“As you well know, the International Monetary Fund has suspended articles IV in the context of the pandemic. This is something that Argentina had timely requested last year, but everything is suspended until further notice. It’s a matter of IMF policy“That was one of the last answers given by the Minister of Economy, Martín Guzmán, about the end of the streaming conference on the partial payment of US $ 430 million that will be made to the Paris Club to avoid default.
The answer, which was to consult on the evolution of the negotiations with the international credit organization, got him into a problem and even earned him a meeting with the former director of the international credit organization, Héctor Torres, who snapped at him: ” There is no suspension of Articles IV of the Fund In the last 15 days alone the IMF published 18 reports. It let me down. I was hoping to hear from the Minister of Economy of the Nation and I came across a militant who makes false statements. “
“It would have been important for him to explain what interest rate do we pay for the“ bridge ”? (In reference to the new date with the Paris Club) and What if we don’t reach an agreement with the IMF by March 31, 2022? Are the punishments accepted by Kicillof triggered? “Torres added when recalling the commitment of US $ 900 million assumed by Axel Kicillof, then Minister of Economy, when he renegotiated that debt in 2014.
Despite what was said by the head of the Palacio de Hacienda, The IMF never stopped holding virtual meetings with the authorities of the member countries. It is enough to check the agency’s page to see in the history all the meetings that took place from 2020 until now, in some cases such as Uruguay they were virtual. That was the great change, which continued with the evaluations and reports approved by the board of directors, but the face-to-face modality of these missions was suspended.

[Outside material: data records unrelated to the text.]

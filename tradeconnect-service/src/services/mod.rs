pub mod advisor;
pub mod providers;

pub use advisor::{Advisor, AdvisorError, EXPORT_ADVISOR_PERSONA};
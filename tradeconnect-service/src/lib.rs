//! TradeConnect API: relays export and trade questions to a Gemini model
//! running a fixed advisor persona.

pub mod config;
pub mod handlers;
pub mod models;
pub mod services;
pub mod startup;

pub use startup::{build_router, AppState, Application};
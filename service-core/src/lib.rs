//! service-core: Shared infrastructure for the TradeConnect services.
pub mod config;
pub mod error;
pub mod middleware;
pub mod observability;

pub use axum;
pub use serde;
pub use serde_json;
pub use tokio;
pub use tower_http;
pub use tracing;
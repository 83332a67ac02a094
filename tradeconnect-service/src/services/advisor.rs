//! The export advisor: a persona-bound view over a [`TextProvider`].

use crate::services::providers::{ProviderError, TextProvider};
use std::sync::Arc;
use thiserror::Error;

/// System instruction given to the model once, when the provider is built.
pub const EXPORT_ADVISOR_PERSONA: &str = concat!(
    "You are an experienced export advisor serving an exporters' community. ",
    "Always answer with knowledge and insight about international trade, product exports, ",
    "market analysis, logistics, documentation and regulation. ",
    "Be helpful and professional. Even when the user's question is unclear, relate your answer to exporting. ",
    "Do not use markdown, bullet points, asterisks or any formatting symbols. ",
    "Respond in plain text only. ",
    "Keep a polite, concise tone. Avoid casual language and jokes. ",
    "Do not answer questions unrelated to exporting or international trade; steer the conversation back to relevant topics. ",
    "If the user's question is ambiguous, ask a clarifying question while still offering useful trade information. ",
    "If a geographic context is mentioned (for example Indonesia, the European Union or the United States), ",
    "give region-specific regulations or opportunities where possible."
);

#[derive(Debug, Error)]
pub enum AdvisorError {
    #[error("Model did not return a text response")]
    NoTextReply,

    #[error(transparent)]
    Provider(#[from] ProviderError),
}

/// Answers one message per call. Cheap to clone; the provider is shared.
#[derive(Clone)]
pub struct Advisor {
    provider: Arc<dyn TextProvider>,
}

impl Advisor {
    pub fn new(provider: Arc<dyn TextProvider>) -> Self {
        Self { provider }
    }

    pub fn model(&self) -> &str {
        self.provider.model()
    }

    /// Forward `message` as a single user turn and return the reply verbatim.
    pub async fn ask(&self, message: &str) -> Result<String, AdvisorError> {
        let response = self.provider.generate(message).await?;

        tracing::debug!(
            model = %self.provider.model(),
            input_tokens = response.input_tokens,
            output_tokens = response.output_tokens,
            finish_reason = ?response.finish_reason,
            "Advisor reply generated"
        );

        response.text.ok_or(AdvisorError::NoTextReply)
    }
}

#[cfg(test)]
mod tests {
    use super::*;
    use crate::services::providers::mock::{MockBehavior, MockTextProvider};

    #[tokio::test]
    async fn reply_is_returned_verbatim() {
        let provider = Arc::new(MockTextProvider::replying("**Incoterms** matter."));
        let advisor = Advisor::new(provider.clone());

        let reply = advisor.ask("How do I ship coffee?").await.unwrap();

        assert_eq!(reply, "**Incoterms** matter.");
        assert_eq!(provider.calls(), 1);
    }

    #[tokio::test]
    async fn missing_text_is_an_error() {
        let advisor = Advisor::new(Arc::new(MockTextProvider::new(MockBehavior::NoText)));

        let err = advisor.ask("Hello").await.unwrap_err();

        assert!(matches!(err, AdvisorError::NoTextReply));
        assert_eq!(err.to_string(), "Model did not return a text response");
    }

    #[tokio::test]
    async fn provider_failure_keeps_its_description() {
        let advisor = Advisor::new(Arc::new(MockTextProvider::failing("quota exhausted")));

        let err = advisor.ask("Hello").await.unwrap_err();

        assert_eq!(err.to_string(), "API error: quota exhausted");
    }
}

The revisions of article IV carried out in recent months were in Latin America: Bolivia, Panama, Guatemala, Peru, Uruguay, Chile and Honduras, among others. And in the rest of the world: Switzerland, Azerbaijan, Kosovo, Zimbabwe, Cyprus, Austria, Latvia, Denmark, Lithuania, Turkey, Latvia, Denmark, Lithuania, Andorra, Norway, Iceland, Kyrgyzstan, Belize, Thailand, Italy, Botswana and Greece .
From the Ministry of Economy, they commented to Clarín that the minister made reference to “In the Argentine case, it is not being evaluated at this time” a visit or technical review.
The IMF resumed its relationship with Argentina since 2016, when it again made technical visits within the framework of Article IV to carry out an evaluation of the economy, something that had been interrupted by Kirchnerism after canceling the debt with the organization in 2006. The IMF The last of those annual reviews was in 2017, which were later replaced by quarterly reviews already with the 2018 financial agreement signed between Washington and the government of Mauricio Macri.
In February 2020, an IMF team, led by Julie Kozack, Deputy Director of the Western Hemisphere Department, and Luis Cubeddu, Head of Mission for Argentina, visited Buenos Aires between 12 and 19 to discuss macroeconomic developments and learn about in greater detail the economic program of the government of Alberto Fernández.
The reviews were then suspended due to the pandemic, but gradually restarted from the end of 2020, with some flexibility and in virtual form.